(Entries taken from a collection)
----

//! Day compliance classification
//!
//! A day's cached calorie total is judged against the calorie corridor
//! [macro floor, maintenance - subtract value]. Bounds always come from the
//! *current* profile's targets, even for historical days; no point-in-time
//! target snapshot is consulted.

use serde::{Deserialize, Serialize};

/// Classification of one calendar day
#[derive(Debug, Clone, Copy, PartialEq, Eq, Serialize, Deserialize)]
#[serde(rename_all = "snake_case")]
pub enum DayClassification {
    /// Total calories inside the corridor, bounds inclusive
    Compliant,
    /// Total calories outside the corridor on either side
    NonCompliant,
    /// No cached total for the day
    NoData,
}

impl DayClassification {
    pub fn as_str(&self) -> &'static str {
        match self {
            DayClassification::Compliant => "compliant",
            DayClassification::NonCompliant => "non_compliant",
            DayClassification::NoData => "no_data",
        }
    }
}

/// Evaluator for day compliance
pub struct ComplianceEvaluator;

impl ComplianceEvaluator {
    /// Classify a day's total calories against inclusive bounds.
    ///
    /// `lower_bound` is the macro-floor calories, `upper_bound` is
    /// maintenance minus the config subtract value.
    pub fn classify(
        day_total_calories: Option<f64>,
        lower_bound: f64,
        upper_bound: f64,
    ) -> DayClassification {
        match day_total_calories {
            None => DayClassification::NoData,
            Some(total) if total >= lower_bound && total <= upper_bound => {
                DayClassification::Compliant
            }
            Some(_) => DayClassification::NonCompliant,
        }
    }
}

#[cfg(test)]
mod tests {
    use super::*;
    use pretty_assertions::assert_eq;

    #[test]
    fn test_no_data() {
        assert_eq!(
            ComplianceEvaluator::classify(None, 1500.0, 2000.0),
            DayClassification::NoData
        );
    }

    #[test]
    fn test_inside_corridor() {
        assert_eq!(
            ComplianceEvaluator::classify(Some(1800.0), 1500.0, 2000.0),
            DayClassification::Compliant
        );
    }

    #[test]
    fn test_outside_corridor() {
        assert_eq!(
            ComplianceEvaluator::classify(Some(2100.0), 1500.0, 2000.0),
            DayClassification::NonCompliant
        );
        assert_eq!(
            ComplianceEvaluator::classify(Some(1200.0), 1500.0, 2000.0),
            DayClassification::NonCompliant
        );
    }

    #[test]
    fn test_bounds_are_inclusive() {
        assert_eq!(
            ComplianceEvaluator::classify(Some(1500.0), 1500.0, 2000.0),
            DayClassification::Compliant
        );
        assert_eq!(
            ComplianceEvaluator::classify(Some(2000.0), 1500.0, 2000.0),
            DayClassification::Compliant
        );
    }
}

----

◆ Task directions ◆
Reproduce each record exactly, leaving nothing out.

◆ Output ◆
//! Day compliance classification
//!
//! A day's cached calorie total is judged against the calorie corridor
//! [macro floor, maintenance - subtract value]. Bounds always come from the
//! *current* profile's targets, even for historical days; no point-in-time
//! target snapshot is consulted.

use serde::{Deserialize, Serialize};

/// Classification of one calendar day
#[derive(Debug, Clone, Copy, PartialEq, Eq, Serialize, Deserialize)]
#[serde(rename_all = "snake_case")]
pub enum DayClassification {
    /// Total calories inside the corridor, bounds inclusive
    Compliant,
    /// Total calories outside the corridor on either side
    NonCompliant,
    /// No cached total for the day
    NoData,
}

impl DayClassification {
    pub fn as_str(&self) -> &'static str {
        match self {
            DayClassification::Compliant => "compliant",
            DayClassification::NonCompliant => "non_compliant",
            DayClassification::NoData => "no_data",
        }
    }
}

/// Evaluator for day compliance
pub struct ComplianceEvaluator;

impl ComplianceEvaluator {
    /// Classify a day's total calories against inclusive bounds.
    ///
    /// `lower_bound` is the macro-floor calories, `upper_bound` is
    /// maintenance minus the config subtract value.
    pub fn classify(
        day_total_calories: Option<f64>,
        lower_bound: f64,
        upper_bound: f64,
    ) -> DayClassification {
        match day_total_calories {
            None => DayClassification::NoData,
            Some(total) if total >= lower_bound && total <= upper_bound => {
                DayClassification::Compliant
            }
            Some(_) => DayClassification::NonCompliant,
        }
    }
}

#[cfg(test)]
mod tests {
    use super::*;
    use pretty_assertions::assert_eq;

    #[test]
    fn test_no_data() {
        assert_eq!(
            ComplianceEvaluator::classify(None, 1500.0, 2000.0),
            DayClassification::NoData
        );
    }

    #[test]
    fn test_inside_corridor() {
        assert_eq!(
            ComplianceEvaluator::classify(Some(1800.0), 1500.0, 2000.0),
            DayClassification::Compliant
        );
    }

    #[test]
    fn test_outside_corridor() {
        assert_eq!(
            ComplianceEvaluator::classify(Some(2100.0), 1500.0, 2000.0),
            DayClassification::NonCompliant
        );
        assert_eq!(
            ComplianceEvaluator::classify(Some(1200.0), 1500.0, 2000.0),
            DayClassification::NonCompliant
        );
    }

    #[test]
    fn test_bounds_are_inclusive() {
        assert_eq!(
            ComplianceEvaluator::classify(Some(1500.0), 1500.0, 2000.0),
            DayClassification::Compliant
        );
        assert_eq!(
            ComplianceEvaluator::classify(Some(2000.0), 1500.0, 2000.0),
            DayClassification::Compliant
        );
    }
}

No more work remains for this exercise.